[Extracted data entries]
::::::::

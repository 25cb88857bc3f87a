//! Endpoint registry.
//!
//! Every REST operation the client knows about is an [`Endpoint`]. Its route,
//! the cache tags its result provides and the tags a successful call
//! invalidates are pure functions of the variant, so the invalidation graph
//! can be checked without a network.

use reqwest::Method;
use serde_json::Value;

use crate::cache::{QueryKey, Tag, TagType};
use crate::executor::ApiRequest;
use crate::models::{PlanFilter, RequirementFilter};
use crate::refresh::REFRESH_PATH;

#[derive(Debug, Clone, PartialEq, Eq, Hash)]
pub enum Endpoint {
    // auth
    Register,
    Login,
    RefreshToken,
    VerifyToken,
    GetProfile,
    UpdateProfile,
    ChangePassword,
    RequestPasswordReset,
    ConfirmPasswordReset,
    VerifyEmail,
    /// Local only: drops the session and the cache.
    Logout,

    // travel catalogue
    Countries,
    Country(u64),
    PetTypes,
    PetType(u64),
    Requirements(RequirementFilter),
    Requirement(u64),
    CreateRequirement,
    UpdateRequirement(u64),
    DeleteRequirement(u64),
    Queries,
    Query(u64),
    CreateQuery,
    QueryFeedback(u64),

    // pets
    Pets,
    Pet(u64),
    CreatePet,
    UpdatePet(u64),
    DeletePet(u64),

    // travel plans
    TravelPlans(PlanFilter),
    TravelPlan(u64),
    CreateTravelPlan,
    UpdateTravelPlan(u64),
    DeleteTravelPlan(u64),
    PlanRequirements(u64),
    UpdatePlanRequirement(u64),
    UploadProof(u64),
}

impl Endpoint {
    /// Stable name, used in logs.
    pub fn name(&self) -> &'static str {
        match self {
            Self::Register => "register",
            Self::Login => "login",
            Self::RefreshToken => "refresh_token",
            Self::VerifyToken => "verify_token",
            Self::GetProfile => "get_profile",
            Self::UpdateProfile => "update_profile",
            Self::ChangePassword => "change_password",
            Self::RequestPasswordReset => "request_password_reset",
            Self::ConfirmPasswordReset => "confirm_password_reset",
            Self::VerifyEmail => "verify_email",
            Self::Logout => "logout",
            Self::Countries => "get_countries",
            Self::Country(_) => "get_country",
            Self::PetTypes => "get_pet_types",
            Self::PetType(_) => "get_pet_type",
            Self::Requirements(_) => "get_requirements",
            Self::Requirement(_) => "get_requirement",
            Self::CreateRequirement => "create_requirement",
            Self::UpdateRequirement(_) => "update_requirement",
            Self::DeleteRequirement(_) => "delete_requirement",
            Self::Queries => "get_user_queries",
            Self::Query(_) => "get_user_query",
            Self::CreateQuery => "create_user_query",
            Self::QueryFeedback(_) => "update_query_feedback",
            Self::Pets => "get_pets",
            Self::Pet(_) => "get_pet",
            Self::CreatePet => "create_pet",
            Self::UpdatePet(_) => "update_pet",
            Self::DeletePet(_) => "delete_pet",
            Self::TravelPlans(_) => "get_travel_plans",
            Self::TravelPlan(_) => "get_travel_plan",
            Self::CreateTravelPlan => "create_travel_plan",
            Self::UpdateTravelPlan(_) => "update_travel_plan",
            Self::DeleteTravelPlan(_) => "delete_travel_plan",
            Self::PlanRequirements(_) => "get_plan_requirements",
            Self::UpdatePlanRequirement(_) => "update_plan_requirement",
            Self::UploadProof(_) => "upload_requirement_proof",
        }
    }

    /// HTTP method and path relative to the base URL. `None` for local-only
    /// operations.
    pub fn route(&self) -> Option<(Method, String)> {
        let route = match self {
            Self::Register => (Method::POST, "auth/register/".to_string()),
            Self::Login => (Method::POST, "auth/login/".to_string()),
            Self::RefreshToken => (Method::POST, REFRESH_PATH.to_string()),
            Self::VerifyToken => (Method::POST, "auth/token/verify/".to_string()),
            Self::GetProfile => (Method::GET, "auth/profile/".to_string()),
            Self::UpdateProfile => (Method::PATCH, "auth/profile/".to_string()),
            Self::ChangePassword => (Method::POST, "auth/profile/change-password/".to_string()),
            Self::RequestPasswordReset => (Method::POST, "auth/password/reset/".to_string()),
            Self::ConfirmPasswordReset => {
                (Method::POST, "auth/password/reset/confirm/".to_string())
            }
            Self::VerifyEmail => (Method::POST, "auth/verify-email/".to_string()),
            Self::Logout => return None,

            Self::Countries => (Method::GET, "countries/".to_string()),
            Self::Country(id) => (Method::GET, format!("countries/{id}/")),
            Self::PetTypes => (Method::GET, "pet-types/".to_string()),
            Self::PetType(id) => (Method::GET, format!("pet-types/{id}/")),
            Self::Requirements(_) => (Method::GET, "requirements/".to_string()),
            Self::Requirement(id) => (Method::GET, format!("requirements/{id}/")),
            Self::CreateRequirement => (Method::POST, "requirements/".to_string()),
            Self::UpdateRequirement(id) => (Method::PATCH, format!("requirements/{id}/")),
            Self::DeleteRequirement(id) => (Method::DELETE, format!("requirements/{id}/")),
            Self::Queries => (Method::GET, "queries/".to_string()),
            Self::Query(id) => (Method::GET, format!("queries/{id}/")),
            Self::CreateQuery => (Method::POST, "queries/".to_string()),
            Self::QueryFeedback(id) => (Method::PATCH, format!("queries/{id}/")),

            Self::Pets => (Method::GET, "pets/".to_string()),
            Self::Pet(id) => (Method::GET, format!("pets/{id}/")),
            Self::CreatePet => (Method::POST, "pets/".to_string()),
            Self::UpdatePet(id) => (Method::PATCH, format!("pets/{id}/")),
            Self::DeletePet(id) => (Method::DELETE, format!("pets/{id}/")),

            Self::TravelPlans(_) => (Method::GET, "travel/plans/".to_string()),
            Self::TravelPlan(id) => (Method::GET, format!("travel/plans/{id}/")),
            Self::CreateTravelPlan => (Method::POST, "travel/plans/".to_string()),
            Self::UpdateTravelPlan(id) => (Method::PATCH, format!("travel/plans/{id}/")),
            Self::DeleteTravelPlan(id) => (Method::DELETE, format!("travel/plans/{id}/")),
            Self::PlanRequirements(id) => (Method::GET, format!("travel/plans/{id}/requirements/")),
            Self::UpdatePlanRequirement(id) => {
                (Method::POST, format!("travel/plans/{id}/update_requirement/"))
            }
            Self::UploadProof(id) => (Method::POST, format!("travel/plans/{id}/upload_proof/")),
        };
        Some(route)
    }

    pub fn query_pairs(&self) -> Vec<(String, String)> {
        match self {
            Self::Requirements(filter) => filter.query_pairs(),
            Self::TravelPlans(filter) => filter.query_pairs(),
            _ => Vec::new(),
        }
    }

    /// Builds the request for this endpoint, without a body.
    pub fn request(&self) -> Option<ApiRequest> {
        let (method, path) = self.route()?;
        Some(ApiRequest::new(method, path).with_query(self.query_pairs()))
    }

    /// Reads are cached; everything else is a mutation.
    pub fn is_query(&self) -> bool {
        matches!(self.route(), Some((method, _)) if method == Method::GET)
    }

    /// Whether the bearer token is attached. Credential bootstrap endpoints
    /// are sent anonymously.
    pub fn requires_auth(&self) -> bool {
        !matches!(
            self,
            Self::Register
                | Self::Login
                | Self::RefreshToken
                | Self::VerifyToken
                | Self::RequestPasswordReset
                | Self::ConfirmPasswordReset
                | Self::VerifyEmail
        )
    }

    /// Cache key of a read: path plus query string.
    pub fn cache_key(&self) -> Option<QueryKey> {
        if !self.is_query() {
            return None;
        }
        let (_, path) = self.route()?;
        let pairs = self.query_pairs();
        if pairs.is_empty() {
            return Some(QueryKey::new(path));
        }
        let query: Vec<String> = pairs.iter().map(|(k, v)| format!("{k}={v}")).collect();
        Some(QueryKey::new(format!("{path}?{}", query.join("&"))))
    }

    /// Tags provided by a successful read returning `result`.
    pub fn provides(&self, result: &Value) -> Vec<Tag> {
        match self {
            Self::GetProfile => vec![Tag::of(TagType::Profile)],
            Self::Countries => list_tags(TagType::Countries, result),
            Self::Country(id) => vec![Tag::item(TagType::Countries, *id)],
            Self::PetTypes => list_tags(TagType::PetTypes, result),
            Self::PetType(id) => vec![Tag::item(TagType::PetTypes, *id)],
            Self::Requirements(_) => list_tags(TagType::Requirements, result),
            Self::Requirement(id) => vec![Tag::item(TagType::Requirements, *id)],
            Self::Queries => list_tags(TagType::Queries, result),
            Self::Query(id) => vec![Tag::item(TagType::Queries, *id)],
            Self::Pets => list_tags(TagType::Pets, result),
            Self::Pet(id) => vec![Tag::item(TagType::Pets, *id)],
            Self::TravelPlans(_) => list_tags(TagType::TravelPlans, result),
            Self::TravelPlan(id) => vec![Tag::item(TagType::TravelPlans, *id)],
            Self::PlanRequirements(id) => vec![
                Tag::item(TagType::TravelPlans, *id),
                Tag::plan_scoped(TagType::Requirements, *id),
            ],
            _ => Vec::new(),
        }
    }

    /// Tags invalidated once this mutation succeeds.
    pub fn invalidates(&self) -> Vec<Tag> {
        match self {
            Self::Register | Self::Login | Self::UpdateProfile | Self::Logout => {
                vec![Tag::of(TagType::Profile)]
            }
            Self::CreateRequirement => vec![Tag::list(TagType::Requirements)],
            Self::UpdateRequirement(id) | Self::DeleteRequirement(id) => vec![
                Tag::item(TagType::Requirements, *id),
                Tag::list(TagType::Requirements),
            ],
            Self::CreateQuery => vec![Tag::list(TagType::Queries)],
            Self::QueryFeedback(id) => vec![Tag::item(TagType::Queries, *id)],
            Self::CreatePet => vec![Tag::list(TagType::Pets)],
            Self::UpdatePet(id) | Self::DeletePet(id) => {
                vec![Tag::item(TagType::Pets, *id), Tag::list(TagType::Pets)]
            }
            Self::CreateTravelPlan => vec![Tag::list(TagType::TravelPlans)],
            Self::UpdateTravelPlan(id) | Self::DeleteTravelPlan(id) => vec![
                Tag::item(TagType::TravelPlans, *id),
                Tag::list(TagType::TravelPlans),
            ],
            Self::UpdatePlanRequirement(id) | Self::UploadProof(id) => vec![
                Tag::plan_scoped(TagType::Requirements, *id),
                Tag::item(TagType::TravelPlans, *id),
            ],
            _ => Vec::new(),
        }
    }
}

/// The item array of a list response, plain or paginated (`{"results": [...]}`).
pub fn list_items(result: &Value) -> Option<&Vec<Value>> {
    match result {
        Value::Array(items) => Some(items),
        Value::Object(map) => map.get("results").and_then(Value::as_array),
        _ => None,
    }
}

fn list_tags(kind: TagType, result: &Value) -> Vec<Tag> {
    let mut tags: Vec<Tag> = list_items(result)
        .into_iter()
        .flatten()
        .filter_map(|item| item.get("id").and_then(Value::as_u64))
        .map(|id| Tag::item(kind, id))
        .collect();
    tags.push(Tag::list(kind));
    tags
}

#[cfg(test)]
mod tests {
    use super::*;
    use crate::models::TravelPlanStatus;
    use serde_json::json;

    #[test]
    fn test_list_provides_items_and_list() {
        let tags = Endpoint::Pets.provides(&json!([{"id": 1}, {"id": 2}]));
        assert_eq!(
            tags,
            vec![
                Tag::item(TagType::Pets, 1),
                Tag::item(TagType::Pets, 2),
                Tag::list(TagType::Pets)
            ]
        );

        let paginated = json!({"count": 1, "results": [{"id": 9}]});
        assert_eq!(
            Endpoint::Countries.provides(&paginated),
            vec![Tag::item(TagType::Countries, 9), Tag::list(TagType::Countries)]
        );
    }

    #[test]
    fn test_mutations_invalidate_after_success_only_their_tags() {
        assert_eq!(
            Endpoint::CreateRequirement.invalidates(),
            vec![Tag::list(TagType::Requirements)]
        );
        assert_eq!(
            Endpoint::UpdatePet(4).invalidates(),
            vec![Tag::item(TagType::Pets, 4), Tag::list(TagType::Pets)]
        );
        assert_eq!(
            Endpoint::UploadProof(7).invalidates(),
            vec![
                Tag::plan_scoped(TagType::Requirements, 7),
                Tag::item(TagType::TravelPlans, 7)
            ]
        );
        assert!(Endpoint::ChangePassword.invalidates().is_empty());
        assert!(Endpoint::Pets.invalidates().is_empty());
    }

    #[test]
    fn test_plan_requirement_update_hits_plan_requirements_read() {
        let provided = Endpoint::PlanRequirements(7).provides(&json!([]));
        let hits = Endpoint::UpdatePlanRequirement(7)
            .invalidates()
            .iter()
            .any(|inv| provided.iter().any(|p| inv.invalidates(p)));
        assert!(hits);

        let other_plan = Endpoint::PlanRequirements(8).provides(&json!([]));
        assert!(
            !Endpoint::UpdatePlanRequirement(7)
                .invalidates()
                .iter()
                .any(|inv| other_plan.iter().any(|p| inv.invalidates(p)))
        );
    }

    #[test]
    fn test_routes() {
        assert_eq!(
            Endpoint::UpdatePlanRequirement(3).route(),
            Some((Method::POST, "travel/plans/3/update_requirement/".to_string()))
        );
        assert_eq!(
            Endpoint::RefreshToken.route(),
            Some((Method::POST, "auth/token/refresh/".to_string()))
        );
        assert_eq!(Endpoint::Logout.route(), None);
        assert!(Endpoint::Requirements(RequirementFilter::default()).is_query());
        assert!(!Endpoint::DeletePet(1).is_query());
    }

    #[test]
    fn test_cache_keys_include_filters() {
        let filter = PlanFilter {
            status: Some(TravelPlanStatus::Ready),
            upcoming: None,
        };
        assert_eq!(
            Endpoint::TravelPlans(filter).cache_key(),
            Some(QueryKey::new("travel/plans/?status=ready"))
        );
        assert_eq!(Endpoint::Pet(2).cache_key(), Some(QueryKey::new("pets/2/")));
        assert_eq!(Endpoint::CreatePet.cache_key(), None);
    }

    #[test]
    fn test_anonymous_endpoints() {
        assert!(!Endpoint::Login.requires_auth());
        assert!(!Endpoint::RequestPasswordReset.requires_auth());
        assert!(Endpoint::GetProfile.requires_auth());
        assert!(Endpoint::Countries.requires_auth());
    }
}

::::::::

The first line of the records and every line down to the line with "the invalidation graph" must be quoted exactly; leave out all else.

repository 25cb88857bc3f87a
//! Endpoint registry.
//!
//! Every REST operation the client knows about is an [`Endpoint`]. Its route,
//! the cache tags its result provides and the tags a successful call
//! invalidates are pure functions of the variant, so the invalidation graph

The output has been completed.